PROBLEM DETAILS:
From the entries that follow, gather each line holding the word "RateLimiter".

SOURCE RECORDS:
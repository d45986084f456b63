//! Fixed-window request throttling.
//!
//! One mechanism, two policies: the general API policy counts every request
//! by client IP; the login policy counts only *failed* attempts by IP+path,
//! so repeated legitimate logins are never penalized while credential
//! guessing is. Buckets reset lazily on next access once their window has
//! elapsed — no background sweep is needed for correctness, the periodic
//! purge only reclaims memory from idle keys.

use std::sync::Arc;
use std::time::{Duration, Instant};

use dashmap::DashMap;

use crate::config::RateLimitSettings;

/// How attempts are counted toward the cap.
#[derive(Debug, Clone, Copy, PartialEq, Eq)]
pub enum CountMode {
    /// Every admitted request consumes budget at the gate.
    AllRequests,
    /// Only explicit [`RateLimiter::record_failure`] calls consume budget;
    /// the gate merely enforces the cap.
    FailuresOnly,
}

#[derive(Debug, Clone)]
pub struct RateLimitPolicy {
    /// Label used in logs and metrics.
    pub name: &'static str,
    pub window: Duration,
    pub max: u32,
    pub mode: CountMode,
}

/// Failed-login cap per IP+path within the shared window.
pub const LOGIN_MAX_FAILURES: u32 = 5;

struct WindowBucket {
    started: Instant,
    count: u32,
}

/// Per-key fixed-window counter. Cloning shares the underlying buckets.
///
/// Counters are process-local: with multiple service instances each process
/// bounds only its own traffic. The bucket map sits behind this one type so
/// a shared external store can replace it without touching call sites.
#[derive(Clone)]
pub struct RateLimiter {
    policy: RateLimitPolicy,
    buckets: Arc<DashMap<String, WindowBucket>>,
}

/// Gate verdict plus the numbers the 429 headers need.
#[derive(Debug, Clone, Copy)]
pub struct RateLimitDecision {
    pub allowed: bool,
    pub limit: u32,
    pub remaining: u32,
    /// Time until the active window elapses and the bucket resets.
    pub retry_after: Duration,
}

impl RateLimiter {
    pub fn new(policy: RateLimitPolicy) -> Self {
        RateLimiter {
            policy,
            buckets: Arc::new(DashMap::new()),
        }
    }

    /// General API policy: every request counts, keyed by client IP.
    pub fn general(settings: &RateLimitSettings) -> Self {
        Self::new(RateLimitPolicy {
            name: "api",
            window: settings.window,
            max: settings.max,
            mode: CountMode::AllRequests,
        })
    }

    /// Login policy: only failed attempts count, keyed by IP + route path.
    pub fn login(settings: &RateLimitSettings) -> Self {
        Self::new(RateLimitPolicy {
            name: "login",
            window: settings.window,
            max: LOGIN_MAX_FAILURES,
            mode: CountMode::FailuresOnly,
        })
    }

    pub fn policy(&self) -> &RateLimitPolicy {
        &self.policy
    }

    /// Admit or reject a request for `key`. In `AllRequests` mode an admitted
    /// request consumes one unit of budget atomically with the check.
    pub fn check(&self, key: &str) -> RateLimitDecision {
        let now = Instant::now();
        let mut bucket = self
            .buckets
            .entry(key.to_string())
            .or_insert_with(|| WindowBucket { started: now, count: 0 });

        // Lazy reset: the bucket entry lock makes reset + count atomic
        // with respect to concurrent requests on the same key.
        if now.duration_since(bucket.started) >= self.policy.window {
            bucket.started = now;
            bucket.count = 0;
        }

        let retry_after = self
            .policy
            .window
            .saturating_sub(now.duration_since(bucket.started));

        if bucket.count >= self.policy.max {
            return RateLimitDecision {
                allowed: false,
                limit: self.policy.max,
                remaining: 0,
                retry_after,
            };
        }

        if self.policy.mode == CountMode::AllRequests {
            bucket.count += 1;
        }

        RateLimitDecision {
            allowed: true,
            limit: self.policy.max,
            remaining: self.policy.max - bucket.count,
            retry_after,
        }
    }

    /// Count one failed attempt against `key`. Used by `FailuresOnly`
    /// policies after the guarded operation has been observed to fail.
    pub fn record_failure(&self, key: &str) {
        let now = Instant::now();
        let mut bucket = self
            .buckets
            .entry(key.to_string())
            .or_insert_with(|| WindowBucket { started: now, count: 0 });

        if now.duration_since(bucket.started) >= self.policy.window {
            bucket.started = now;
            bucket.count = 0;
        }
        bucket.count = bucket.count.saturating_add(1);
    }

    /// Drop buckets idle past twice the window. Returns the number removed.
    pub fn purge_idle(&self) -> usize {
        let cutoff = self.policy.window * 2;
        let before = self.buckets.len();
        self.buckets.retain(|_, b| b.started.elapsed() < cutoff);
        before - self.buckets.len()
    }
}

#[cfg(test)]
mod tests {
    use super::*;

    fn counting(window: Duration, max: u32) -> RateLimiter {
        RateLimiter::new(RateLimitPolicy {
            name: "test",
            window,
            max,
            mode: CountMode::AllRequests,
        })
    }

    fn failures_only(window: Duration, max: u32) -> RateLimiter {
        RateLimiter::new(RateLimitPolicy {
            name: "test-login",
            window,
            max,
            mode: CountMode::FailuresOnly,
        })
    }

    #[test]
    fn cap_enforced_within_window() {
        let limiter = counting(Duration::from_secs(60), 5);
        for _ in 0..5 {
            assert!(limiter.check("10.0.0.1").allowed);
        }
        let denied = limiter.check("10.0.0.1");
        assert!(!denied.allowed);
        assert_eq!(denied.remaining, 0);
        assert!(denied.retry_after <= Duration::from_secs(60));
    }

    #[test]
    fn keys_are_independent() {
        let limiter = counting(Duration::from_secs(60), 2);
        assert!(limiter.check("a").allowed);
        assert!(limiter.check("a").allowed);
        assert!(!limiter.check("a").allowed);
        assert!(limiter.check("b").allowed);
    }

    #[test]
    fn window_elapse_resets_counter() {
        let limiter = counting(Duration::from_millis(50), 2);
        assert!(limiter.check("k").allowed);
        assert!(limiter.check("k").allowed);
        assert!(!limiter.check("k").allowed);

        std::thread::sleep(Duration::from_millis(60));
        // Reset happens lazily on this access, not via a sweeper.
        assert!(limiter.check("k").allowed);
    }

    #[test]
    fn remaining_counts_down() {
        let limiter = counting(Duration::from_secs(60), 3);
        assert_eq!(limiter.check("k").remaining, 2);
        assert_eq!(limiter.check("k").remaining, 1);
        assert_eq!(limiter.check("k").remaining, 0);
        assert!(!limiter.check("k").allowed);
    }

    #[test]
    fn failures_only_gate_does_not_consume() {
        let limiter = failures_only(Duration::from_secs(60), 5);
        // Many successful passes never move the counter.
        for _ in 0..20 {
            assert!(limiter.check("ip:login").allowed);
        }
    }

    #[test]
    fn success_between_failures_is_free() {
        let limiter = failures_only(Duration::from_secs(60), 5);
        for _ in 0..4 {
            assert!(limiter.check("ip:login").allowed);
            limiter.record_failure("ip:login");
        }
        // Successful attempt: checked, admitted, not recorded.
        assert!(limiter.check("ip:login").allowed);

        // A later failure still counts against the original four.
        assert!(limiter.check("ip:login").allowed);
        limiter.record_failure("ip:login");
        assert!(!limiter.check("ip:login").allowed);
    }

    #[test]
    fn failure_window_resets() {
        let limiter = failures_only(Duration::from_millis(50), 2);
        limiter.record_failure("k");
        limiter.record_failure("k");
        assert!(!limiter.check("k").allowed);

        std::thread::sleep(Duration::from_millis(60));
        assert!(limiter.check("k").allowed);
    }

    #[test]
    fn purge_drops_idle_buckets() {
        let limiter = counting(Duration::from_millis(20), 5);
        limiter.check("stale");
        std::thread::sleep(Duration::from_millis(50));
        limiter.check("fresh");
        assert_eq!(limiter.purge_idle(), 1);
    }

    #[test]
    fn login_constructor_uses_failure_cap() {
        let settings = RateLimitSettings {
            window: Duration::from_secs(900),
            max: 100,
        };
        let limiter = RateLimiter::login(&settings);
        assert_eq!(limiter.policy().max, LOGIN_MAX_FAILURES);
        assert_eq!(limiter.policy().mode, CountMode::FailuresOnly);
    }
}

SOLUTION FOR THIS EXERCISE:
    /// Only explicit [`RateLimiter::record_failure`] calls consume budget;
pub struct RateLimiter {
impl RateLimiter {
        RateLimiter {
    fn counting(window: Duration, max: u32) -> RateLimiter {
        RateLimiter::new(RateLimitPolicy {
    fn failures_only(window: Duration, max: u32) -> RateLimiter {
        RateLimiter::new(RateLimitPolicy {
        let limiter = RateLimiter::login(&settings);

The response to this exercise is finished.